Remembering Ed Shapiro

March 29, 2016

Our community is reeling from the loss of school psychology legend, Ed Shapiro. To learn more about Ed’s life and legacy, see articles here and here, as well as his CV and Rob Volpe’s slideshow. Though Ed spent much of his career at Lehigh University, through his scholarship, mentoring, leadership, and sheer presence, his influence reached far beyond the institution. The ECF is grateful to be part of that legacy due his strong support of this initiative and our activities to support early career development and advance the field of school psychology.

As so many of us struggle to envision school psychology without Ed, we invite you to share your most special experiences or lessons here.

7 thoughts on “Remembering Ed Shapiro”

  1. Submitted by Tom Fagan on Wed, 2016-03-30 08:39.
    A great loss to so many in our field. His efforts on behalf of pediatric school psychology and the promotion of school psychology generally will be long remembered. For decades the Lehigh program has been known for the leadership of Ed Shapiro. The Lehigh colleagues will no doubt carry on that tradition of leadership and scholarship.

  2. Submitted by Whitney Kleinert on Wed, 2016-03-30 09:10.
    You made incredible contributions to the field and I am certain you were an incredible person outside of the field. As a doctoral student, I have learned so much through your work. I am thinking of you and your family.

  3. Submitted by Nathan Clemens on Wed, 2016-03-30 09:32.
    Ed, It is difficult to express what you have meant to me; a teacher, a mentor, a colleague, and a friend. Thank you for being there for me and for all of the incredible opportunities that you provided. I can only hope that I can do the same for my students as you did for me. You always have and continue to be an amazing inspiration for me to work hard, do good work, ask tough questions, and never give up. Thank you. Love and respect always.

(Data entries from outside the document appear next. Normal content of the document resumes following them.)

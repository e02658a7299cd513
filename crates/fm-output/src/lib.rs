//! `fm-output` — writers for migration decision records.
//!
//! Three backends are provided behind Cargo features:
//!
//! | Feature   | Backend | Files created                                   |
//! |-----------|---------|-------------------------------------------------|
//! | *(none)*  | CSV     | `decisions.csv`, `tick_summaries.csv`           |
//! | `sqlite`  | SQLite  | `output.db`                                     |
//! | `parquet` | Parquet | `decisions.parquet`, `tick_summaries.parquet`   |
//!
//! All backends implement [`RecordWriter`] and are driven by
//! [`RecordOutputObserver`], which is both an `fm_sim::SimObserver` and an
//! `fm_policy::DecisionRecorder`.
//!
//! Optional values (no local server, evaluation stopped before a candidate
//! was found, …) are written as empty CSV fields, SQL `NULL`s, or Parquet
//! nulls.
//!
//! # Usage
//!
//! ```rust,ignore
//! use fm_output::{CsvWriter, RecordOutputObserver};
//!
//! let writer = CsvWriter::new(Path::new("./output"))?;
//! let mut obs = RecordOutputObserver::new(writer, &config);
//! sim.run(&mut obs)?;
//! if let Some(e) = obs.take_error() {
//!     eprintln!("output error: {e}");
//! }
//! ```

pub mod csv;
pub mod error;
pub mod observer;
pub mod row;
pub mod writer;

#[cfg(feature = "sqlite")]
pub mod sqlite;

#[cfg(feature = "parquet")]
pub mod parquet;

#[cfg(test)]
mod tests;

pub use csv::CsvWriter;
pub use error::{OutputError, OutputResult};
pub use observer::RecordOutputObserver;
pub use row::{DECISION_COLUMNS, DecisionRow, SUMMARY_COLUMNS, TickSummaryRow};
pub use writer::RecordWriter;

#[cfg(feature = "sqlite")]
pub use sqlite::SqliteWriter;

#[cfg(feature = "parquet")]
pub use parquet::ParquetWriter;
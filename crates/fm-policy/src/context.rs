//! Read-only state shared by every evaluation in a tick.

use fm_core::{SimClock, Tick};
use fm_topology::Topology;

/// Borrowed view of the clock and topology for one tick.
///
/// Built by the driver once per tick and passed to every
/// [`DecisionPolicy::should_migrate`](crate::DecisionPolicy::should_migrate)
/// call in that tick.
#[derive(Copy, Clone)]
pub struct DecisionContext<'a> {
    pub clock:    &'a SimClock,
    pub topology: &'a Topology,
}

impl<'a> DecisionContext<'a> {
    #[inline]
    pub fn new(clock: &'a SimClock, topology: &'a Topology) -> Self {
        Self { clock, topology }
    }

    #[inline]
    pub fn tick(&self) -> Tick {
        self.clock.current_tick
    }

    #[inline]
    pub fn now_secs(&self) -> f64 {
        self.clock.now_secs()
    }
}
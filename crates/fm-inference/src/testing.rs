//! A one-shot HTTP endpoint for exercising [`HttpAdvisor`](crate::HttpAdvisor)
//! without a real inference service.
//!
//! Compiled for this crate's own tests and, behind the `testing` feature, for
//! downstream test suites.

use std::io::{Read, Write};
use std::net::{TcpListener, TcpStream};
use std::sync::mpsc;
use std::thread;
use std::time::Duration;

/// Serve exactly one request with `status` and `body`, optionally after
/// `delay`.  Returns the endpoint URL and a receiver for the raw request.
///
/// # Panics
///
/// Panics if no loopback port can be bound.
pub fn serve_once(status: u16, body: &'static str, delay: Duration) -> (String, mpsc::Receiver<String>) {
    let listener = TcpListener::bind("127.0.0.1:0").expect("bind loopback");
    let addr = listener.local_addr().expect("local addr");
    let (tx, rx) = mpsc::channel();

    thread::spawn(move || {
        let Ok((mut stream, _)) = listener.accept() else { return };
        let request = read_request(&mut stream);
        let _ = tx.send(request);
        thread::sleep(delay);
        let response = format!(
            "HTTP/1.1 {status} X\r\nContent-Type: application/json\r\nContent-Length: {}\r\nConnection: close\r\n\r\n{body}",
            body.len()
        );
        let _ = stream.write_all(response.as_bytes());
    });

    (format!("http://{addr}/should_migrate"), rx)
}

/// A URL on which nothing is listening.
///
/// # Panics
///
/// Panics if no loopback port can be bound.
pub fn refused_url() -> String {
    let listener = TcpListener::bind("127.0.0.1:0").expect("bind loopback");
    let addr = listener.local_addr().expect("local addr");
    drop(listener);
    format!("http://{addr}/should_migrate")
}

/// Read the request head plus `Content-Length` bytes of body.
fn read_request(stream: &mut TcpStream) -> String {
    let mut buf = Vec::new();
    let mut chunk = [0u8; 1024];
    loop {
        let n = stream.read(&mut chunk).unwrap_or(0);
        if n == 0 {
            break;
        }
        buf.extend_from_slice(&chunk[..n]);
        let text = String::from_utf8_lossy(&buf);
        let Some(head_end) = text.find("\r\n\r\n") else { continue };
        let len = text[..head_end]
            .lines()
            .find_map(|l| {
                let (k, v) = l.split_once(':')?;
                k.trim().eq_ignore_ascii_case("content-length").then(|| v.trim().parse::<usize>().ok())?
            })
            .unwrap_or(0);
        if buf.len() >= head_end + 4 + len {
            break;
        }
    }
    String::from_utf8_lossy(&buf).into_owned()
}
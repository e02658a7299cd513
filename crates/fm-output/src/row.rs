//! Flat row types shared by every backend.

use fm_policy::DecisionRecord;

/// Column order for decision rows in every backend.
pub const DECISION_COLUMNS: [&str; 21] = [
    "time_secs",
    "tick",
    "device_id",
    "policy",
    "pos_x",
    "pos_y",
    "direction",
    "speed",
    "source_ap",
    "distance_to_source_ap",
    "mig_time_secs",
    "should_migrate",
    "next_server",
    "next_ap",
    "reason",
    "local_server",
    "distance_to_local_server",
    "closest_server",
    "distance_to_closest_server",
    "is_mig_point",
    "is_mig_zone",
];

pub const SUMMARY_COLUMNS: [&str; 5] = ["tick", "time_secs", "evaluated", "migrated", "handoffs"];

/// One [`DecisionRecord`], flattened for tabular output.
#[derive(Debug, Clone, PartialEq)]
pub struct DecisionRow {
    pub time_secs:             f64,
    pub tick:                  u64,
    pub device_id:             u32,
    pub policy:                &'static str,
    pub pos_x:                 f64,
    pub pos_y:                 f64,
    pub direction:             f64,
    pub speed:                 f64,
    pub source_ap:             Option<String>,
    pub distance_to_source_ap: Option<f64>,
    pub mig_time_secs:         f64,
    pub should_migrate:        bool,
    pub next_server:           Option<String>,
    pub next_ap:               Option<String>,
    pub reason:                &'static str,
    pub local_server:               Option<String>,
    pub distance_to_local_server:   Option<f64>,
    pub closest_server:             Option<String>,
    pub distance_to_closest_server: Option<f64>,
    pub is_mig_point:          bool,
    pub is_mig_zone:           bool,
}

impl From<&DecisionRecord> for DecisionRow {
    fn from(r: &DecisionRecord) -> Self {
        Self {
            time_secs: r.time_secs,
            tick: r.tick.0,
            device_id: r.device.0,
            policy: r.policy.as_str(),
            pos_x: r.position.x,
            pos_y: r.position.y,
            direction: r.direction,
            speed: r.speed,
            source_ap: r.source_ap.clone(),
            distance_to_source_ap: r.distance_to_source_ap,
            mig_time_secs: r.mig_time_secs,
            should_migrate: r.should_migrate,
            next_server: r.next_server.clone(),
            next_ap: r.next_ap.clone(),
            reason: r.reason.as_str(),
            local_server: r.local_server.clone(),
            distance_to_local_server: r.distance_to_local_server,
            closest_server: r.closest_server.clone(),
            distance_to_closest_server: r.distance_to_closest_server,
            is_mig_point: r.at_migration_point,
            is_mig_zone: r.in_migration_zone,
        }
    }
}

/// Per-tick counters from the driver.
#[derive(Debug, Clone, Copy, PartialEq)]
pub struct TickSummaryRow {
    pub tick:      u64,
    pub time_secs: f64,
    pub evaluated: u64,
    pub migrated:  u64,
    pub handoffs:  u64,
}
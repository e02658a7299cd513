//! `fm-topology` — the entities a migration decision reads and writes.
//!
//! # Crate layout
//!
//! | Module       | Contents                                                 |
//! |--------------|----------------------------------------------------------|
//! | [`zone`]     | `MigrationZone`, `MigPointPolicy`                        |
//! | [`device`]   | `MobileDevice`                                           |
//! | [`entity`]   | `ApDevice`, `Server`, `ServerSpec`                       |
//! | [`topology`] | `Topology` (validated rosters), `TopologyBuilder`        |
//! | [`error`]    | `TopologyError`, `TopologyResult<T>`                     |
//!
//! # Feature flags
//!
//! | Flag    | Effect                                                       |
//! |---------|--------------------------------------------------------------|
//! | `serde` | Derives `Serialize`/`Deserialize` on public types.           |

pub mod device;
pub mod entity;
pub mod error;
pub mod topology;
pub mod zone;


pub use device::MobileDevice;
pub use entity::{ApDevice, Server, ServerSpec};
pub use error::{TopologyError, TopologyResult};
pub use topology::{Topology, TopologyBuilder};
pub use zone::{MigPointPolicy, MigrationZone};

  4. Submitted by Jessica Hoffman on Wed, 2016-03-30 10:37.
    I owe so much of where I am today to the tremendous education and support I received from Ed Shapiro. When I entered the PhD program at Lehigh, I never imagined myself as a faculty member. Ed set the highest standards and expectations, he modeled hard work, creativity, and leadership, he prioritized securing funding to support his graduate students, he believed in his students’ success, and he mentored us well beyond our years in the program. Ed gave me opportunities and challenged me to go way outside my comfort zone. I hear Ed’s words in my head and I make decisions based on his careful guidance. He was a wonderful mentor and I miss him terribly. The rabbi at Ed’s funeral yesterday said that “a long life is not good enough, but a good life can be long enough.” Ed did so much good with his life, he left so many of us better for knowing him. Although he is no longer with us, his legacy will endure.

  5. Submitted by Bryn on Wed, 2016-03-30 13:37.
    Ed – You meant so much to the ECF and SPRCC as well as early career scholars everywhere. Thank you for your support and mentorship over the years. We will remember you often.

  6. Submitted by Carlos Calderon on Thu, 2016-03-31 12:35.
    I met Ed at the NASP 2016 conference. I was impressed by his energy and his original, candid opinions. I had the fortune of listening to his TSP award acceptance speech. My thoughts are with his family and loved ones.

  7. From Rebecca Martinez: I remember at CDSPP one year – it was maybe my first or second year as a trainer, and Ed was sitting at the table next to mine. I was super intimidated and nervous, but he started a friendly conversation. He asked me what my area of research was and I said “um, RTI, sort of…I think” and he just smiled and made it okay. I felt foolish because I totally stumbled on my words. Years later, when I chaired SPRCC, we sat next to each other at dinner and had a wonderful conversation. I reminded him of that encounter and we both laughed! I have shown his RTI video (the one of him at the elementary school) every single year to both students and practitioners as a model of what RTI looks like when it’s done well. I also have used his book in my academic assessment and intervention class. Here he is five years ago – passionate, funny and totally brilliant! This is how I will remember him.